It finally happened. After almost a year of playing poker at pretty much every opportunity, some internal gear shifted and the engine of my poker mind moved to a different place.
I played this past night at the Crime Scene Game. The room was hot and humid ~ in the new location there isn't yet any air-conditioning, just a couple of fans that sluggishly push around the moist DC summer air and the sweaty body heat generated by a roomful of players.
As is regrettably common, things started off badly for me. Within a few hours I had had to top up twice, and was down to less than a third of my chips. I felt a bit unfocussed and as if I weren't taking the game sufficiently seriously. The table was a little short-handed, and one of the players announced he was leaving. I started to despair about the sustainability of the game, and did my best to keep the table going by encouraging another to stay.

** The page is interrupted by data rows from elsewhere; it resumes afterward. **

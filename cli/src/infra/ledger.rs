//! Infrastructure implementation of the `LedgerStore` port.
//!
//! `LedgerManager` keeps one JSON file per run under `~/.stackcheck/runs/`.
//! Writes go through `tokio::task::spawn_blocking` with an atomic temp file
//! plus rename so a crash never leaves a half-written ledger.

use std::path::{Path, PathBuf};

use anyhow::{Context, Result};

use crate::application::ports::LedgerStore;
use crate::domain::{RunLedger, validate_run_id};

/// Environment variable overriding the stackcheck home directory.
pub const HOME_ENV: &str = "STACKCHECK_HOME";

/// Run ledger directory manager.
#[derive(Debug, Clone)]
pub struct LedgerManager {
    dir: PathBuf,
}

impl LedgerManager {
    /// Create a manager for `$STACKCHECK_HOME/runs`, defaulting to
    /// `~/.stackcheck/runs`.
    ///
    /// # Errors
    ///
    /// Returns an error if the home directory cannot be determined.
    pub fn new() -> Result<Self> {
        let home = match std::env::var_os(HOME_ENV) {
            Some(dir) if !dir.is_empty() => PathBuf::from(dir),
            _ => dirs::home_dir()
                .ok_or_else(|| anyhow::anyhow!("cannot determine home directory"))?
                .join(".stackcheck"),
        };
        Ok(Self::with_dir(home.join("runs")))
    }

    /// Create a manager for an explicit directory (used in tests).
    #[must_use]
    pub fn with_dir(dir: PathBuf) -> Self {
        Self { dir }
    }

    #[must_use]
    pub fn dir(&self) -> &Path {
        &self.dir
    }

    fn path_for(&self, run_id: &str) -> Result<PathBuf> {
        validate_run_id(run_id)?;
        Ok(self.dir.join(format!("{run_id}.json")))
    }

    fn save_sync(&self, ledger: &RunLedger) -> Result<()> {
        let path = self.path_for(&ledger.run_id)?;
        std::fs::create_dir_all(&self.dir)
            .with_context(|| format!("creating directory {}", self.dir.display()))?;
        let content = serde_json::to_string_pretty(ledger).context("serializing run ledger")?;

        let temp_path = path.with_extension("json.tmp");
        std::fs::write(&temp_path, &content)
            .with_context(|| format!("writing temp file {}", temp_path.display()))?;

        #[cfg(unix)]
        {
            use std::os::unix::fs::PermissionsExt;
            std::fs::set_permissions(&temp_path, std::fs::Permissions::from_mode(0o600))
                .with_context(|| format!("setting permissions on {}", temp_path.display()))?;
        }

        std::fs::rename(&temp_path, &path)
            .with_context(|| format!("finalizing run ledger {}", path.display()))?;
        Ok(())
    }

    fn remove_sync(&self, run_id: &str) -> Result<()> {
        let path = self.path_for(run_id)?;
        match std::fs::remove_file(&path) {
            Ok(()) => Ok(()),
            Err(e) if e.kind() == std::io::ErrorKind::NotFound => Ok(()),
            Err(e) => Err(e).with_context(|| format!("removing run ledger {}", path.display())),
        }
    }

    fn list_sync(&self) -> Result<Vec<RunLedger>> {
        let entries = match std::fs::read_dir(&self.dir) {
            Ok(entries) => entries,
            Err(e) if e.kind() == std::io::ErrorKind::NotFound => return Ok(Vec::new()),
            Err(e) => {
                return Err(e).with_context(|| format!("reading {}", self.dir.display()));
            }
        };

        let mut ledgers = Vec::new();
        for entry in entries {
            let path = entry
                .with_context(|| format!("reading {}", self.dir.display()))?
                .path();
            if path.extension().is_none_or(|ext| ext != "json") {
                continue;
            }
            let parsed = std::fs::read_to_string(&path)
                .map_err(anyhow::Error::from)
                .and_then(|content| Ok(serde_json::from_str::<RunLedger>(&content)?));
            match parsed {
                Ok(ledger) if validate_run_id(&ledger.run_id).is_ok() => ledgers.push(ledger),
                Ok(ledger) => {
                    tracing::warn!(
                        path = %path.display(),
                        run_id = %ledger.run_id,
                        "ignoring ledger with invalid run id"
                    );
                }
                Err(e) => {
                    tracing::warn!(
                        path = %path.display(),
                        error = %e,
                        "ignoring unreadable ledger"
                    );
                }
            }
        }
        ledgers.sort_by_key(|l| l.started_at);
        Ok(ledgers)
    }
}

impl LedgerStore for LedgerManager {
    async fn save_async(&self, ledger: &RunLedger) -> Result<()> {
        let mgr = self.clone();
        let ledger = ledger.clone();
        tokio::task::spawn_blocking(move || mgr.save_sync(&ledger))
            .await
            .context("ledger save task panicked")?
    }

    async fn remove_async(&self, run_id: &str) -> Result<()> {
        let mgr = self.clone();
        let run_id = run_id.to_string();
        tokio::task::spawn_blocking(move || mgr.remove_sync(&run_id))
            .await
            .context("ledger remove task panicked")?
    }

    async fn list_async(&self) -> Result<Vec<RunLedger>> {
        let mgr = self.clone();
        tokio::task::spawn_blocking(move || mgr.list_sync())
            .await
            .context("ledger list task panicked")?
    }
}
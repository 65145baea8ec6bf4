//! Terminal and JSON presentation.
//!
//! Report documents (plan, run report, `--json` output) go to stdout.
//! Progress and diagnostics go to stderr so stdout stays parseable.

pub mod human;
pub mod json;
pub mod progress;
pub mod reporter;
pub mod styles;

use console::Term;
use owo_colors::{OwoColorize as _, Style};
pub use human::HumanRenderer;
pub use reporter::{SpinnerReporter, TerminalReporter};
pub use styles::Styles;

/// Output context carrying styling and terminal state.
pub struct OutputContext {
    pub styles: Styles,
    /// Whether stdout is a TTY; colors are only used when it is.
    pub is_tty: bool,
    /// Whether stderr is a TTY; spinners draw there.
    pub stderr_tty: bool,
    /// Suppress non-error output.
    pub quiet: bool,
}

impl OutputContext {
    /// Create output context from the `--no-color`/`--quiet` flags and the
    /// terminal. `NO_COLOR` in the environment also disables colors.
    #[must_use]
    pub fn new(no_color: bool, quiet: bool) -> Self {
        let is_tty = Term::stdout().is_term();
        let mut styles = Styles::default();
        if !no_color && is_tty && std::env::var_os("NO_COLOR").is_none() {
            styles.colorize();
        }
        Self {
            styles,
            is_tty,
            stderr_tty: Term::stderr().is_term(),
            quiet,
        }
    }

    /// Spinners only make sense on an interactive, non-quiet stderr.
    #[must_use]
    pub fn show_progress(&self) -> bool {
        self.stderr_tty && !self.quiet
    }

    fn line(&self, glyph: &str, style: Style, msg: &str) {
        if !self.quiet {
            println!("  {} {msg}", glyph.style(style));
        }
    }

    pub fn success(&self, msg: &str) {
        self.line("✓", self.styles.passed, msg);
    }

    pub fn warn(&self, msg: &str) {
        self.line("⚠", self.styles.skipped, msg);
    }

    /// Errors go to stderr and are never suppressed.
    pub fn error(&self, msg: &str) {
        eprintln!("  {} {msg}", "✗".style(self.styles.failed));
    }

    pub fn info(&self, msg: &str) {
        self.line("ℹ", self.styles.info, msg);
    }

    pub fn header(&self, msg: &str) {
        if !self.quiet {
            println!("  {}", msg.style(self.styles.header));
        }
    }

    /// Key-value line with the key dimmed.
    pub fn kv(&self, key: &str, value: &str) {
        if !self.quiet {
            println!("  {}  {value}", key.style(self.styles.dim));
        }
    }
}
// ── Happy path ───────────────────────────────────────────────────────────────

#[tokio::test]
async fn test_vpc_module_passes_every_check() {
    let provisioner = vpc_provisioner();
    let reader = FakeReader::new().with_resource(ResourceKind::Vpc, vpc_attrs("vpc-123", "test"));
    let ledger = MemoryLedger::new();

    let report = run(&provisioner, &reader, &ledger, &suite(VPC_MODULE), &opts())
        .await
        .expect("valid plan");

    assert!(report.passed(), "report: {report:?}");
    let vpc = &report.modules[0];
    assert_eq!(vpc.status, ModuleStatus::Passed);
    assert_eq!(vpc.assertions.len(), 4);
    assert!(vpc.assertions.iter().all(|a| a.passed));
    assert_eq!(report.destroyed, vec!["vpc"]);
    assert_eq!(provisioner.destroyed(), vec!["vpc"]);
}

#[tokio::test]
async fn test_live_check_uses_suite_region() {
    let provisioner = vpc_provisioner();
    let reader = FakeReader::new().with_resource(ResourceKind::Vpc, vpc_attrs("vpc-123", "test"));
    let ledger = MemoryLedger::new();
    let mut suite = suite(VPC_MODULE);
    suite.settings.region = "eu-west-1".to_string();

    run(&provisioner, &reader, &ledger, &suite, &opts())
        .await
        .expect("valid plan");

    let calls = reader.calls();
    assert_eq!(calls.len(), 1);
    assert_eq!(calls[0].0.id, "vpc-123");
    assert_eq!(calls[0].1.region, "eu-west-1");
}

// ── Assertion failures ───────────────────────────────────────────────────────

#[tokio::test]
async fn test_tag_mismatch_fails_with_explanation() {
    let provisioner = vpc_provisioner();
    let reader = FakeReader::new().with_resource(ResourceKind::Vpc, vpc_attrs("vpc-123", "prod"));
    let ledger = MemoryLedger::new();

    let report = run(&provisioner, &reader, &ledger, &suite(VPC_MODULE), &opts())
        .await
        .expect("valid plan");

    let vpc = &report.modules[0];
    assert_eq!(vpc.status, ModuleStatus::Failed);
    assert_eq!(vpc.cause, Some(Cause::AssertionFailed));
    let failing: Vec<_> = vpc.assertions.iter().filter(|a| !a.passed).collect();
    assert_eq!(failing.len(), 1);
    assert!(failing[0].explanation.contains("test"));
    assert!(failing[0].explanation.contains("prod"));
    // Output checks still ran and passed.
    assert_eq!(vpc.assertions.iter().filter(|a| a.passed).count(), 3);
    // A failed module is still torn down.
    assert_eq!(provisioner.destroyed(), vec!["vpc"]);
}

#[tokio::test]
async fn test_output_of_wrong_kind_is_type_mismatch() {
    let provisioner = vpc_provisioner().with_output("vpc", "private_subnets", json!("s-1,s-2,s-3"));
    let reader = FakeReader::new().with_resource(ResourceKind::Vpc, vpc_attrs("vpc-123", "test"));
    let ledger = MemoryLedger::new();

    let report = run(&provisioner, &reader, &ledger, &suite(VPC_MODULE), &opts())
        .await
        .expect("valid plan");

    let vpc = &report.modules[0];
    assert_eq!(vpc.status, ModuleStatus::Failed);
    assert_eq!(vpc.cause, Some(Cause::OutputTypeMismatch));
    assert!(
        vpc.message
            .as_deref()
            .is_some_and(|m| m.contains("private_subnets"))
    );
}

#[tokio::test]
async fn test_missing_output_is_reported() {
    let provisioner = FakeProvisioner::new()
        .with_output("vpc", "vpc_id", json!("vpc-123"))
        .with_output("vpc", "private_subnets", json!(["a", "b", "c"]));
    let reader = FakeReader::new().with_resource(ResourceKind::Vpc, vpc_attrs("vpc-123", "test"));
    let ledger = MemoryLedger::new();

    let report = run(&provisioner, &reader, &ledger, &suite(VPC_MODULE), &opts())
        .await
        .expect("valid plan");

    let vpc = &report.modules[0];
    assert_eq!(vpc.cause, Some(Cause::OutputMissing));
    assert!(
        vpc.message
            .as_deref()
            .is_some_and(|m| m.contains("public_subnets"))
    );
}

And then the heavens parted, angels sang, and a school of fish swam into the room. Suddenly we had a full table and lots of money to be won. I settled into my seat and told myself that I was not going to end the night without a significant profit. I just wasn't. I was going to sit in my chair and make good decisions and walk out at the end of the evening with twice as much money as I had put on the table. Whatever it took, that's what I was going to do.
And for the five hours after that I just ground it out. I watched each player until I knew what he or she was up to. I patiently picked my spots, and got my money in good. I didn't panic when I lost a pot; I didn't get overconfident when I won one. I didn't indulge in Fancy Play Syndrome. I just let other people play worse than I did, made it easy for them to make mistakes, and let go of my losing hands the moment I ascertained that bluffing would not be profitable. There was nothing flashy about my play, nothing to particularly boast about in terms of hero calls or fabulous reads. I just kept my head in the game and did the right thing almost every time.
I was not gambling. I was not trying to entertain myself. I was not looking to impress anyone. I was doing my job: I was playing poker.
Of all the money I've made playing cards, this $473 dollars of profit is somehow the most precious to me. Because as I made my way home in the rising morning light, I realized that I am a professional poker player. I have good-enough skills and the wherewithal to improve them. And ~ what's even more important ~ I have the right temperament: the patience, the evenness of keel, and the persistence to do what it takes to survive and profit.
I can make this work. Now I just have to decide if I want to.